そのため、覗ききる直前に撃った弾も、真っすぐ飛ぶのだ。

 こうすることで、正確な一撃を、最速で射撃することができる。




 俺は、ベアウルフの眉間を狙った。

 クイックスコープなので、スコープの照準線が画面に映る前に狙わなければならない。

 そのため、狙いをつけるのは画面の中央だ。

 もちろん、覗き込み動作の途中なので、まだ像を結ばず黒っぽい色を湛えるだけのスコープが、視界を遮っている。

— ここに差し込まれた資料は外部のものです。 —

// libs/scheduling-cell/src/clock.rs
use chrono::{DateTime, Utc};
use uuid::Uuid;

/// Time source injected into the scheduler so bookings are deterministic
/// under test.
pub trait Clock: Send + Sync {
    fn now(&self) -> DateTime<Utc>;
}

#[derive(Debug, Clone, Copy, Default)]
pub struct SystemClock;

impl Clock for SystemClock {
    fn now(&self) -> DateTime<Utc> {
        Utc::now()
    }
}

/// Identifier source for newly persisted appointments.
pub trait IdGenerator: Send + Sync {
    fn next_id(&self) -> Uuid;
}

#[derive(Debug, Clone, Copy, Default)]
pub struct UuidGenerator;

impl IdGenerator for UuidGenerator {
    fn next_id(&self) -> Uuid {
        Uuid::new_v4()
    }
}
pub mod availability;
pub mod booking;
pub mod conflict;
pub mod lifecycle;

pub use availability::AvailabilityService;
pub use booking::BookingService;
pub use conflict::ConflictService;
pub use lifecycle::LifecycleService;
// libs/scheduling-cell/src/services/lifecycle.rs
use tracing::{debug, warn};

use crate::models::{AppointmentStatus, SchedulingError};

/// Enforces the appointment status state machine.
pub struct LifecycleService;

impl LifecycleService {
    pub fn new() -> Self {
        Self
    }

    /// Validate that a status transition is allowed.
    pub fn validate_status_transition(
        &self,
        current: AppointmentStatus,
        next: AppointmentStatus,
    ) -> Result<(), SchedulingError> {
        debug!("Validating status transition {} -> {}", current, next);

        if !self.valid_transitions(current).contains(&next) {
            warn!("Invalid status transition attempted: {} -> {}", current, next);
            return Err(SchedulingError::InvalidStatusTransition {
                from: current,
                to: next,
            });
        }

        Ok(())
    }

    /// All legal next statuses for a given current status. Terminal
    /// statuses (Completed, Cancelled, NoShow) permit none.
    pub fn valid_transitions(&self, current: AppointmentStatus) -> Vec<AppointmentStatus> {
        match current {
            AppointmentStatus::Scheduled => vec![
                AppointmentStatus::CheckedIn,
                AppointmentStatus::Cancelled,
                AppointmentStatus::NoShow,
            ],
            AppointmentStatus::CheckedIn => vec![
                AppointmentStatus::Completed,
                AppointmentStatus::Cancelled,
            ],
            AppointmentStatus::Completed
            | AppointmentStatus::Cancelled
            | AppointmentStatus::NoShow => vec![],
        }
    }
}

impl Default for LifecycleService {
    fn default() -> Self {
        Self::new()
    }
}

 トリガーを引き絞ると、果たして、命中を示すヒットマーカーが画面中央に現れた。

 ほどなくしてキル通知が、画面端に表示された。


 ほっとしたのも束の間、どさっと音を立てて俺はベアウルフの死体の下敷きとなってしまった。


『ちょ、動けない。誰か、こいつをどかしてくれ』


 エルカがすぐさま、ハンマーを振るって俺を救出してくれた。


『さんきゅ、エルカ』

「ああ。あさると様が囚われている姿、もうちょっと見たかったです…」


 アリシアが俺達に聞かれないよう、ボソッと何かつぶやいていたが、俺の高級なヘッドセットはその音をしっかりと拾っていた。


 それからは、上方にも常に気を配るようにした。

 もちろん地べたで遭遇する敵も、後を絶たない。つまり、全方位に警戒しなければならないわけだ。


 困ったのは、角を曲がる際だ。

 もちろん、クリアリングを行うのがFPSの基本だが、ことSRともなるとスコープを覗き続けることで視野が狭くなり、周囲への警戒が疎かになりかねない。

 そんな時に、使えるテクニックがある。




 低空ジャンプ。

 角から、最速で飛び出す方法だ。

 ダッシュから飛び上がり、空中でしゃがみの姿勢を取る。

 こうすることでジャンプの飛距離が伸びて、敵からこちらが狙い辛くなる。




 俺は低空ジャンプの挙動を取り、空中でクイックスコープした。

 角の先に敵が居れば、瞬時にエイムを合わせて射撃。

 いなければ、銃弾が空を切って岩肌に命中する、ということを繰り返した。


 このクリアリングは少々、リスクを伴うものではあった。

 もしクイックスコープを外してしまったら、飛び出したことにより遮蔽物を手放してしまっているので、無防備な身体を晒すことになるからだ。


 だが、こちらには優秀な兵士が3人もいる。

 ミスしたときには、彼らが全力でカバーしてくれた。


「よしきた。俺らの出番だな」


 ゴレアスが、いのいちばんに突撃。


「私も手伝います」


続けて、アリシアが後方支援。ゴレアスへのバフと、敵へのデバフだ。


「……」


それから、エルカが俺の前に立ち、次弾装填(コッキング)する俺のカバーに入ってくれた。




 俺達は地上の敵を、順調に蹴散らしていった。

 すると、もちろん俺達が通った後には、血の匂いがプンプンと漂うわけで。


きぃいいいいいいいいいいい


 と鳴き声を上げて、一羽の怪鳥が俺達に突撃してきた。


 わざわざ向こうから存在を教えてくれたおかげで、俺は瞬時にスコープを覗けた。

 その鳥は巨大すぎて、高倍率のスコープを覗き込むとその巨躯の一部しか映らず、ただただその身を染める真っ黒しか見えなかった。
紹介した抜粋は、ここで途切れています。